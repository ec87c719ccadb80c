//! Shell configuration reload.
//!
//! After profiles are edited, the profile is re-sourced through the user's
//! own shell so that syntax errors surface immediately. This cannot change
//! the environment of the terminal that launched prepare; users are still
//! told to restart their shell.

use std::path::PathBuf;

use crate::config::HostConfig;
use crate::error::{PrepareError, Result};

use super::command::{CommandRunner, CommandSpec};
use super::platform::profile_path;

/// How to reload the user's shell configuration.
///
/// # Example
///
/// ```
/// use prepare::config::HostConfig;
/// use prepare::shell::ShellReload;
///
/// let host = HostConfig::new(Some("/home/dev".into())).with_var("SHELL", "/bin/zsh");
/// let reload = ShellReload::detect(&host).unwrap();
/// assert_eq!(reload.command().to_string(), "/bin/zsh -c \"source /home/dev/.zshrc\"");
/// ```
#[derive(Debug, Clone, PartialEq, Eq)]
pub struct ShellReload {
    /// Shell executable from `SHELL`.
    pub shell: String,
    /// Profile file that gets sourced.
    pub config_file: PathBuf,
}

impl ShellReload {
    /// Resolve the shell and profile to reload.
    pub fn detect(host: &HostConfig) -> Result<Self> {
        let config_file = profile_path(host)?;
        let shell = host
            .shell()
            .ok_or_else(|| PrepareError::UnsupportedShell {
                shell: String::new(),
            })?
            .to_string();
        Ok(Self { shell, config_file })
    }

    /// The command that re-sources the profile.
    pub fn command(&self) -> CommandSpec {
        CommandSpec::shell(
            self.shell.clone(),
            format!("source {}", self.config_file.display()),
        )
    }
}

/// Re-source the user's profile through their shell.
///
/// Returns the profile that was reloaded.
pub fn reload_shell_configuration(
    host: &HostConfig,
    runner: &dyn CommandRunner,
) -> Result<PathBuf> {
    let reload = ShellReload::detect(host)?;
    runner.run(&reload.command())?;
    Ok(reload.config_file)
}
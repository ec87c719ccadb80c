//! Child process execution.

use crate::error::{PrepareError, Result};
use std::fmt;
use std::process::{Command, Stdio};

/// A program invocation: executable, arguments and extra environment.
#[derive(Debug, Clone, PartialEq, Eq)]
pub struct CommandSpec {
    /// Executable name or path.
    pub program: String,

    /// Arguments passed verbatim (no shell parsing).
    pub args: Vec<String>,

    /// Environment variables added on top of the inherited environment.
    pub env: Vec<(String, String)>,
}

impl CommandSpec {
    /// Create a spec for `program` with no arguments.
    pub fn new(program: impl Into<String>) -> Self {
        Self {
            program: program.into(),
            args: Vec::new(),
            env: Vec::new(),
        }
    }

    /// Run `script` through `shell -c`.
    pub fn shell(shell: impl Into<String>, script: impl Into<String>) -> Self {
        Self::new(shell).arg("-c").arg(script)
    }

    /// `brew install <package>`.
    pub fn brew_install(package: &str) -> Self {
        Self::new("brew").args(["install", package])
    }

    /// Append one argument.
    pub fn arg(mut self, arg: impl Into<String>) -> Self {
        self.args.push(arg.into());
        self
    }

    /// Append several arguments.
    pub fn args<I, S>(mut self, args: I) -> Self
    where
        I: IntoIterator<Item = S>,
        S: Into<String>,
    {
        self.args.extend(args.into_iter().map(Into::into));
        self
    }

    /// Add an environment variable for the child.
    pub fn env(mut self, key: impl Into<String>, value: impl Into<String>) -> Self {
        self.env.push((key.into(), value.into()));
        self
    }
}

impl fmt::Display for CommandSpec {
    fn fmt(&self, f: &mut fmt::Formatter<'_>) -> fmt::Result {
        write!(f, "{}", self.program)?;
        for arg in &self.args {
            if arg.is_empty() || arg.contains(char::is_whitespace) {
                write!(f, " {:?}", arg)?;
            } else {
                write!(f, " {}", arg)?;
            }
        }
        Ok(())
    }
}

/// Runs child processes on behalf of installers.
///
/// This trait allows substituting a recording runner in tests.
pub trait CommandRunner {
    /// Run a command to completion with inherited stdout/stderr.
    ///
    /// Returns `Ok(())` only if the process exited with status 0.
    fn run(&self, spec: &CommandSpec) -> Result<()>;
}

/// Runner that spawns real processes.
#[derive(Debug, Default, Clone, Copy)]
pub struct SystemRunner;

impl SystemRunner {
    /// Create a new system runner.
    pub fn new() -> Self {
        Self
    }
}

impl CommandRunner for SystemRunner {
    fn run(&self, spec: &CommandSpec) -> Result<()> {
        tracing::debug!("Running: {}", spec);

        let mut cmd = Command::new(&spec.program);
        cmd.args(&spec.args);
        for (key, value) in &spec.env {
            cmd.env(key, value);
        }
        cmd.stdin(Stdio::inherit());
        cmd.stdout(Stdio::inherit());
        cmd.stderr(Stdio::inherit());

        let status = cmd.status().map_err(|e| {
            tracing::debug!("Failed to spawn {}: {}", spec.program, e);
            PrepareError::CommandFailed {
                command: spec.to_string(),
                code: None,
            }
        })?;

        if status.success() {
            Ok(())
        } else {
            Err(PrepareError::CommandFailed {
                command: spec.to_string(),
                code: status.code(),
            })
        }
    }
}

----

- **Problem requirements**:
Print every record exactly, so that each word matches what is written above.

- **The completed task**:
repository ec87c719ccadb80c
//! Shell configuration reload.
//!
//! After profiles are edited, the profile is re-sourced through the user's
//! own shell so that syntax errors surface immediately. This cannot change
//! the environment of the terminal that launched prepare; users are still
//! told to restart their shell.

use std::path::PathBuf;

use crate::config::HostConfig;
use crate::error::{PrepareError, Result};

use super::command::{CommandRunner, CommandSpec};
use super::platform::profile_path;

/// How to reload the user's shell configuration.
///
/// # Example
///
/// ```
/// use prepare::config::HostConfig;
/// use prepare::shell::ShellReload;
///
/// let host = HostConfig::new(Some("/home/dev".into())).with_var("SHELL", "/bin/zsh");
/// let reload = ShellReload::detect(&host).unwrap();
/// assert_eq!(reload.command().to_string(), "/bin/zsh -c \"source /home/dev/.zshrc\"");
/// ```
#[derive(Debug, Clone, PartialEq, Eq)]
pub struct ShellReload {
    /// Shell executable from `SHELL`.
    pub shell: String,
    /// Profile file that gets sourced.
    pub config_file: PathBuf,
}

impl ShellReload {
    /// Resolve the shell and profile to reload.
    pub fn detect(host: &HostConfig) -> Result<Self> {
        let config_file = profile_path(host)?;
        let shell = host
            .shell()
            .ok_or_else(|| PrepareError::UnsupportedShell {
                shell: String::new(),
            })?
            .to_string();
        Ok(Self { shell, config_file })
    }

    /// The command that re-sources the profile.
    pub fn command(&self) -> CommandSpec {
        CommandSpec::shell(
            self.shell.clone(),
            format!("source {}", self.config_file.display()),
        )
    }
}

/// Re-source the user's profile through their shell.
///
/// Returns the profile that was reloaded.
pub fn reload_shell_configuration(
    host: &HostConfig,
    runner: &dyn CommandRunner,
) -> Result<PathBuf> {
    let reload = ShellReload::detect(host)?;
    runner.run(&reload.command())?;
    Ok(reload.config_file)
}
repository ec87c719ccadb80c
//! Child process execution.

use crate::error::{PrepareError, Result};
use std::fmt;
use std::process::{Command, Stdio};

/// A program invocation: executable, arguments and extra environment.
#[derive(Debug, Clone, PartialEq, Eq)]
pub struct CommandSpec {
    /// Executable name or path.
    pub program: String,

    /// Arguments passed verbatim (no shell parsing).
    pub args: Vec<String>,

    /// Environment variables added on top of the inherited environment.
    pub env: Vec<(String, String)>,
}

impl CommandSpec {
    /// Create a spec for `program` with no arguments.
    pub fn new(program: impl Into<String>) -> Self {
        Self {
            program: program.into(),
            args: Vec::new(),
            env: Vec::new(),
        }
    }

    /// Run `script` through `shell -c`.
    pub fn shell(shell: impl Into<String>, script: impl Into<String>) -> Self {
        Self::new(shell).arg("-c").arg(script)
    }

    /// `brew install <package>`.
    pub fn brew_install(package: &str) -> Self {
        Self::new("brew").args(["install", package])
    }

    /// Append one argument.
    pub fn arg(mut self, arg: impl Into<String>) -> Self {
        self.args.push(arg.into());
        self
    }

    /// Append several arguments.
    pub fn args<I, S>(mut self, args: I) -> Self
    where
        I: IntoIterator<Item = S>,
        S: Into<String>,
    {
        self.args.extend(args.into_iter().map(Into::into));
        self
    }

    /// Add an environment variable for the child.
    pub fn env(mut self, key: impl Into<String>, value: impl Into<String>) -> Self {
        self.env.push((key.into(), value.into()));
        self
    }
}

impl fmt::Display for CommandSpec {
    fn fmt(&self, f: &mut fmt::Formatter<'_>) -> fmt::Result {
        write!(f, "{}", self.program)?;
        for arg in &self.args {
            if arg.is_empty() || arg.contains(char::is_whitespace) {
                write!(f, " {:?}", arg)?;
            } else {
                write!(f, " {}", arg)?;
            }
        }
        Ok(())
    }
}

/// Runs child processes on behalf of installers.
///
/// This trait allows substituting a recording runner in tests.
pub trait CommandRunner {
    /// Run a command to completion with inherited stdout/stderr.
    ///
    /// Returns `Ok(())` only if the process exited with status 0.
    fn run(&self, spec: &CommandSpec) -> Result<()>;
}

/// Runner that spawns real processes.
#[derive(Debug, Default, Clone, Copy)]
pub struct SystemRunner;

impl SystemRunner {
    /// Create a new system runner.
    pub fn new() -> Self {
        Self
    }
}

impl CommandRunner for SystemRunner {
    fn run(&self, spec: &CommandSpec) -> Result<()> {
        tracing::debug!("Running: {}", spec);

        let mut cmd = Command::new(&spec.program);
        cmd.args(&spec.args);
        for (key, value) in &spec.env {
            cmd.env(key, value);
        }
        cmd.stdin(Stdio::inherit());
        cmd.stdout(Stdio::inherit());
        cmd.stderr(Stdio::inherit());

        let status = cmd.status().map_err(|e| {
            tracing::debug!("Failed to spawn {}: {}", spec.program, e);
            PrepareError::CommandFailed {
                command: spec.to_string(),
                code: None,
            }
        })?;

        if status.success() {
            Ok(())
        } else {
            Err(PrepareError::CommandFailed {
                command: spec.to_string(),
                code: status.code(),
            })
        }
    }
}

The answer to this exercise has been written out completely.